Torna a grande richiesta (*vecchie afone che intonano Osanna senza l’ausilio della chitarra in chiesa*) la rubrica ”Shitty Review”, pensata per non aiutarvi a decidere se comprare o meno il libro tal dei tali. 
Per scoprire l’interessante (EHHH) genesi di questa rubrica sbomballante clicca qui.

***
96396814_675598969908518_8652792413334536192_n”Ecco, mi accingo a criticare Donna Tartt, la mia lapidazione è forse vicina ma francamente me ne infischio. La narrazione è più lenta di una tartaruga in hangover, più incartata del leggendario motorino scassato di mio zio Dgianni (la d è muta) che per avviarlo e arrivare a destinazione in tempo bisognava uscì da casa il giorno prima. 

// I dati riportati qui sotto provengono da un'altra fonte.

#[async_trait]
impl StorageBackend for NativeBackend {
    fn device(&self) -> &DeviceRoot {
        &self.device
    }

    fn display_name(&self) -> &str {
        "Local Filesystem"
    }

    fn capabilities(&self) -> &StorageCapabilities {
        &self.capabilities
    }

    fn is_case_sensitive(&self) -> bool {
        !cfg!(any(windows, target_os = "macos"))
    }

    async fn item_type(&self, path: &AfsPath) -> DoppelResult<ItemType> {
        let real = self.real_path(path);
        let meta = fs::symlink_metadata(&real).await.map_err(io_err("stat", &real))?;
        let ft = meta.file_type();
        Ok(if ft.is_symlink() {
            ItemType::Symlink
        } else if ft.is_dir() {
            ItemType::Folder
        } else {
            ItemType::File
        })
    }

    async fn list_folder(&self, path: &AfsPath) -> DoppelResult<FolderListing> {
        let real = self.real_path(path);
        let mut read_dir = fs::read_dir(&real).await.map_err(io_err("list folder", &real))?;
        let mut listing = FolderListing::default();

        while let Some(entry) = read_dir.next_entry().await.map_err(io_err("list folder", &real))? {
            let name = match entry.file_name().into_string() {
                Ok(name) => name,
                Err(raw) => {
                    listing.failed_items.push((
                        raw.to_string_lossy().into_owned(),
                        "file name is not valid UTF-8".to_string(),
                    ));
                    continue;
                }
            };
            let meta = match fs::symlink_metadata(entry.path()).await {
                Ok(meta) => meta,
                // deleted between readdir and stat
                Err(e) if e.kind() == io::ErrorKind::NotFound => continue,
                Err(e) => {
                    listing.failed_items.push((name, e.to_string()));
                    continue;
                }
            };

            let ft = meta.file_type();
            let item = if ft.is_symlink() {
                ItemInfo::Symlink(SymlinkInfo {
                    name,
                    mod_time: mod_time(&meta),
                })
            } else if ft.is_dir() {
                ItemInfo::Folder(FolderInfo { name })
            } else {
                ItemInfo::File(FileInfo {
                    name,
                    size: meta.len(),
                    mod_time: mod_time(&meta),
                    file_id: file_id(&meta),
                })
            };
            listing.items.push(item);
        }
        Ok(listing)
    }

    async fn create_folder(&self, path: &AfsPath) -> DoppelResult<()> {
        let real = self.real_path(path);
        fs::create_dir(&real).await.map_err(io_err("create folder", &real))
    }

    async fn remove_file(&self, path: &AfsPath) -> DoppelResult<()> {
        let real = self.real_path(path);
        fs::remove_file(&real).await.map_err(io_err("delete file", &real))
    }

    async fn remove_symlink(&self, path: &AfsPath) -> DoppelResult<()> {
        let real = self.real_path(path);
        match fs::remove_file(&real).await {
            Ok(()) => Ok(()),
            // directory symlinks on Windows
            Err(_) if cfg!(windows) => fs::remove_dir(&real).await.map_err(io_err("delete symlink", &real)),
            Err(e) => Err(DoppelError::from_io("delete symlink", real.display().to_string(), e)),
        }
    }

    async fn remove_folder(&self, path: &AfsPath) -> DoppelResult<()> {
        let real = self.real_path(path);
        fs::remove_dir(&real).await.map_err(io_err("delete folder", &real))
    }

    async fn set_mod_time(&self, path: &AfsPath, mod_time: i64) -> DoppelResult<()> {
        let real = self.real_path(path);
        let target = real.clone();
        tokio::task::spawn_blocking(move || {
            let file = std::fs::File::open(&target)?;
            file.set_modified(doppel_core::item::from_unix_time(mod_time))
        })
        .await
        .map_err(join_err)?
        .map_err(io_err("set modification time", &real))
    }

    async fn resolve_symlink(&self, path: &AfsPath) -> DoppelResult<AbstractPath> {
        let real = self.real_path(path);
        let resolved = fs::canonicalize(&real).await.map_err(io_err("resolve symlink", &real))?;
        AbstractPath::native(resolved)
    }

    async fn read_symlink_target(&self, path: &AfsPath) -> DoppelResult<Vec<u8>> {
        let real = self.real_path(path);
        let target = fs::read_link(&real).await.map_err(io_err("read symlink", &real))?;
        #[cfg(unix)]
        {
            use std::os::unix::ffi::OsStrExt;
            Ok(target.as_os_str().as_bytes().to_vec())
        }
        #[cfg(not(unix))]
        {
            Ok(target.to_string_lossy().into_owned().into_bytes())
        }
    }

    async fn open_input_stream(&self, path: &AfsPath) -> DoppelResult<Box<dyn InputStream>> {
        Ok(Box::new(NativeInputStream::open(self.real_path(path)).await?))
    }

    async fn open_output_stream(
        &self,
        path: &AfsPath,
        stream_size: Option<u64>,
        mod_time: Option<i64>,
    ) -> DoppelResult<Box<dyn OutputStream>> {
        let stream = NativeOutputStream::create(self.real_path(path), stream_size, mod_time).await?;
        Ok(Box::new(stream))
    }

    async fn copy_file_same_kind(
        &self,
        source: &AfsPath,
        target: &AbstractPath,
        copy_permissions: bool,
        progress: Option<&IoCallback<'_>>,
        cancel: &CancelToken,
    ) -> DoppelResult<CopyResult> {
        let src = self.real_path(source);
        let dst = native_path(target)?;

        let mut input = NativeInputStream::open(src.clone()).await?;
        let attrs = input.stat().await?;
        let mut output = NativeOutputStream::create(dst.clone(), Some(attrs.size), Some(attrs.mod_time)).await?;
        let (file_size, finalized) = copy_stream(&mut input, &mut output, progress, cancel).await?;

        let error_permissions = if copy_permissions {
            copy_mode(&src, &dst).await.err().map(|e| e.to_string())
        } else {
            None
        };

        Ok(CopyResult {
            file_size,
            mod_time: attrs.mod_time,
            source_id: attrs.file_id,
            target_id: finalized.file_id,
            error_mod_time: finalized.error_mod_time,
            error_permissions,
        })
    }

    async fn copy_new_folder_same_kind(
        &self,
        source: &AfsPath,
        target: &AbstractPath,
        copy_permissions: bool,
    ) -> DoppelResult<()> {
        let src = self.real_path(source);
        let dst = native_path(target)?;
        fs::create_dir(&dst).await.map_err(io_err("create folder", &dst))?;

        if copy_permissions {
            if let Err(e) = copy_mode(&src, &dst).await {
                let _ = fs::remove_dir(&dst).await;
                return Err(e);
            }
        }
        Ok(())
    }

    async fn copy_symlink_same_kind(
        &self,
        source: &AfsPath,
        target: &AbstractPath,
        _copy_permissions: bool,
    ) -> DoppelResult<()> {
        let src = self.real_path(source);
        let dst = native_path(target)?;
        let link_target = fs::read_link(&src).await.map_err(io_err("read symlink", &src))?;

        #[cfg(unix)]
        {
            fs::symlink(&link_target, &dst).await.map_err(io_err("create symlink", &dst))?;
            let meta = fs::symlink_metadata(&src).await.map_err(io_err("stat", &src))?;
            if let Err(e) = set_symlink_mod_time(&dst, mod_time(&meta)) {
                tracing::warn!(path = %dst.display(), error = %e, "cannot set symlink modification time");
            }
            Ok(())
        }
        #[cfg(not(unix))]
        {
            let _ = link_target;
            Err(DoppelError::Unsupported(format!("cannot create symlink {}", dst.display())))
        }
    }

    async fn rename_item_same_kind(&self, source: &AfsPath, target: &AbstractPath) -> DoppelResult<()> {
        if self.compare_device_root(target.device()) != Ordering::Equal {
            return Err(DoppelError::DifferentVolume {
                source_path: self.display_path(source),
                target: target.to_string(),
            });
        }
        let src = self.real_path(source);
        let dst = native_path(target)?;

        let (from, to) = (src.clone(), dst.clone());
        let renamed = tokio::task::spawn_blocking(move || rename_no_replace(&from, &to))
            .await
            .map_err(join_err)?;
        match renamed {
            Ok(()) => Ok(()),
            Err(e) if e.kind() == io::ErrorKind::AlreadyExists => {
                // a case-only rename finds the item itself at the target
                if same_item(&src, &dst).await {
                    fs::rename(&src, &dst).await.map_err(|e| rename_err(&src, &dst, e))
                } else {
                    Err(DoppelError::TargetExists(dst.display().to_string()))
                }
            }
            Err(e) => Err(rename_err(&src, &dst, e)),
        }
    }

    async fn supports_permissions(&self, _path: &AfsPath) -> DoppelResult<bool> {
        Ok(self.capabilities.permissions)
    }

    async fn free_disk_space(&self, path: &AfsPath) -> DoppelResult<u64> {
        let real = self.real_path(path);
        let probe = real.clone();
        tokio::task::spawn_blocking(move || free_space(&probe))
            .await
            .map_err(join_err)?
            .map_err(io_err("query free space", &real))
    }

    async fn supports_recycle_bin(&self, _path: &AfsPath) -> DoppelResult<bool> {
        Ok(self.capabilities.recycle_bin)
    }

    async fn create_recycle_session(&self, base: &AfsPath) -> DoppelResult<Box<dyn RecycleSession>> {
        Ok(Box::new(self.new_recycle_session(base)))
    }

    async fn recycle_item_if_exists(&self, path: &AfsPath) -> DoppelResult<bool> {
        let (parent, name) = match (path.parent(), path.name()) {
            (Some(parent), Some(name)) => (parent, name.to_string()),
            _ => return Err(DoppelError::InvalidPath(format!("cannot recycle root {}", self.display_path(path)))),
        };
        let mut session = self.new_recycle_session(&parent);
        if !session.recycle_item(&self.abstract_path(path), &AfsPath::new(&name)).await? {
            return Ok(false);
        }
        let report = session.finalize(&CancelToken::new()).await?;
        match report.failures.into_iter().next() {
            Some((item, message)) => Err(DoppelError::Other(format!("cannot recycle {item}: {message}"))),
            None => Ok(true),
        }
    }
}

Parole pompose per spiegare concetti stupidi, probabilmente per renderli incomprensibili a noi miseri mortali impegnati nella lettura; personaggi non simpatici, non antipatici, assolutamente neutri, troppo fastidiosi e saccenti per ritrovarsi tutti nella stessa storia. Sto libro c’ha 622 pagine ma se poteva risolve tutto in 62, che forse erano pure troppe. 
Però…

M’ha preso. Come quando m’intrippo a guardare i video dei pinguini in marcia su Youtube alle 3 di mattina, o me pijo na scuffia per il mezzo cesso di turno.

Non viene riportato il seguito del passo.